§ **WHAT YOU NEED TO DO**: Each entry is to be output as written, so that none is missing.

Source data:
▶

//! Remote object snapshots.
//!
//! A `RemoteObject` is what a single listing call returned for one entry.
//! It is never cached across resolution calls: names are not unique and a
//! stale snapshot could silently point at the wrong object.

use serde::{Deserialize, Serialize};

/// MIME type the store uses for folders.
pub const FOLDER_MIME_TYPE: &str = "application/vnd.google-apps.folder";

/// Prefix shared by all store-native (non-binary) document types.
pub const NATIVE_MIME_PREFIX: &str = "application/vnd.google-apps.";

/// What kind of object a remote entry is.
#[derive(Debug, Clone, Copy, PartialEq, Eq, Hash, Serialize, Deserialize)]
#[serde(rename_all = "snake_case")]
pub enum ObjectKind {
    /// Binary content that can be downloaded directly.
    File,
    /// A container of other objects.
    Folder,
    /// A store-native document that must be exported before download.
    Document,
}

impl ObjectKind {
    /// Classify an object from its MIME type.
    pub fn from_mime_type(mime_type: &str) -> Self {
        if mime_type == FOLDER_MIME_TYPE {
            Self::Folder
        } else if mime_type.starts_with(NATIVE_MIME_PREFIX) {
            Self::Document
        } else {
            Self::File
        }
    }

    /// Whether this kind holds other objects.
    pub const fn is_folder(self) -> bool {
        matches!(self, Self::Folder)
    }
}

/// A single object in the remote store.
#[derive(Debug, Clone, PartialEq, Eq, Serialize, Deserialize)]
pub struct RemoteObject {
    /// Stable unique identifier.
    pub id: String,
    /// Display name (not unique across the store).
    pub name: String,
    /// Object kind.
    pub kind: ObjectKind,
    /// Raw MIME type as reported by the store.
    #[serde(default, skip_serializing_if = "Option::is_none")]
    pub mime_type: Option<String>,
    /// Declared size in bytes. Absent for folders and documents.
    #[serde(default, skip_serializing_if = "Option::is_none")]
    pub size: Option<u64>,
    /// First parent folder, if the store reported one.
    #[serde(default, skip_serializing_if = "Option::is_none")]
    pub parent_id: Option<String>,
}

impl RemoteObject {
    /// Create an object with just identity, name and kind.
    pub fn new(id: impl Into<String>, name: impl Into<String>, kind: ObjectKind) -> Self {
        Self {
            id: id.into(),
            name: name.into(),
            kind,
            mime_type: None,
            size: None,
            parent_id: None,
        }
    }

    /// Set the declared size.
    #[must_use]
    pub const fn with_size(mut self, size: u64) -> Self {
        self.size = Some(size);
        self
    }

    /// Set the parent folder.
    #[must_use]
    pub fn with_parent(mut self, parent_id: impl Into<String>) -> Self {
        self.parent_id = Some(parent_id.into());
        self
    }

    /// Set the raw MIME type.
    #[must_use]
    pub fn with_mime_type(mut self, mime_type: impl Into<String>) -> Self {
        self.mime_type = Some(mime_type.into());
        self
    }

    pub const fn is_folder(&self) -> bool {
        self.kind.is_folder()
    }
}

#[cfg(test)]
mod tests {
    use super::*;

    #[test]
    fn test_kind_from_mime_type() {
        assert_eq!(ObjectKind::from_mime_type(FOLDER_MIME_TYPE), ObjectKind::Folder);
        assert_eq!(
            ObjectKind::from_mime_type("application/vnd.google-apps.document"),
            ObjectKind::Document
        );
        assert_eq!(ObjectKind::from_mime_type("video/x-matroska"), ObjectKind::File);
        assert_eq!(ObjectKind::from_mime_type(""), ObjectKind::File);
    }

    #[test]
    fn test_builder() {
        let obj = RemoteObject::new("abc", "movie.mkv", ObjectKind::File)
            .with_size(42)
            .with_parent("root");
        assert_eq!(obj.size, Some(42));
        assert_eq!(obj.parent_id.as_deref(), Some("root"));
        assert!(!obj.is_folder());
    }
}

◀

§ **WORKED SOLUTION**:
//! Remote object snapshots.
//!
//! A `RemoteObject` is what a single listing call returned for one entry.
//! It is never cached across resolution calls: names are not unique and a
//! stale snapshot could silently point at the wrong object.

use serde::{Deserialize, Serialize};

/// MIME type the store uses for folders.
pub const FOLDER_MIME_TYPE: &str = "application/vnd.google-apps.folder";

/// Prefix shared by all store-native (non-binary) document types.
pub const NATIVE_MIME_PREFIX: &str = "application/vnd.google-apps.";

/// What kind of object a remote entry is.
#[derive(Debug, Clone, Copy, PartialEq, Eq, Hash, Serialize, Deserialize)]
#[serde(rename_all = "snake_case")]
pub enum ObjectKind {
    /// Binary content that can be downloaded directly.
    File,
    /// A container of other objects.
    Folder,
    /// A store-native document that must be exported before download.
    Document,
}

impl ObjectKind {
    /// Classify an object from its MIME type.
    pub fn from_mime_type(mime_type: &str) -> Self {
        if mime_type == FOLDER_MIME_TYPE {
            Self::Folder
        } else if mime_type.starts_with(NATIVE_MIME_PREFIX) {
            Self::Document
        } else {
            Self::File
        }
    }

    /// Whether this kind holds other objects.
    pub const fn is_folder(self) -> bool {
        matches!(self, Self::Folder)
    }
}

/// A single object in the remote store.
#[derive(Debug, Clone, PartialEq, Eq, Serialize, Deserialize)]
pub struct RemoteObject {
    /// Stable unique identifier.
    pub id: String,
    /// Display name (not unique across the store).
    pub name: String,
    /// Object kind.
    pub kind: ObjectKind,
    /// Raw MIME type as reported by the store.
    #[serde(default, skip_serializing_if = "Option::is_none")]
    pub mime_type: Option<String>,
    /// Declared size in bytes. Absent for folders and documents.
    #[serde(default, skip_serializing_if = "Option::is_none")]
    pub size: Option<u64>,
    /// First parent folder, if the store reported one.
    #[serde(default, skip_serializing_if = "Option::is_none")]
    pub parent_id: Option<String>,
}

impl RemoteObject {
    /// Create an object with just identity, name and kind.
    pub fn new(id: impl Into<String>, name: impl Into<String>, kind: ObjectKind) -> Self {
        Self {
            id: id.into(),
            name: name.into(),
            kind,
            mime_type: None,
            size: None,
            parent_id: None,
        }
    }

    /// Set the declared size.
    #[must_use]
    pub const fn with_size(mut self, size: u64) -> Self {
        self.size = Some(size);
        self
    }

    /// Set the parent folder.
    #[must_use]
    pub fn with_parent(mut self, parent_id: impl Into<String>) -> Self {
        self.parent_id = Some(parent_id.into());
        self
    }

    /// Set the raw MIME type.
    #[must_use]
    pub fn with_mime_type(mut self, mime_type: impl Into<String>) -> Self {
        self.mime_type = Some(mime_type.into());
        self
    }

    pub const fn is_folder(&self) -> bool {
        self.kind.is_folder()
    }
}

#[cfg(test)]
mod tests {
    use super::*;

    #[test]
    fn test_kind_from_mime_type() {
        assert_eq!(ObjectKind::from_mime_type(FOLDER_MIME_TYPE), ObjectKind::Folder);
        assert_eq!(
            ObjectKind::from_mime_type("application/vnd.google-apps.document"),
            ObjectKind::Document
        );
        assert_eq!(ObjectKind::from_mime_type("video/x-matroska"), ObjectKind::File);
        assert_eq!(ObjectKind::from_mime_type(""), ObjectKind::File);
    }

    #[test]
    fn test_builder() {
        let obj = RemoteObject::new("abc", "movie.mkv", ObjectKind::File)
            .with_size(42)
            .with_parent("root");
        assert_eq!(obj.size, Some(42));
        assert_eq!(obj.parent_id.as_deref(), Some("root"));
        assert!(!obj.is_folder());
    }
}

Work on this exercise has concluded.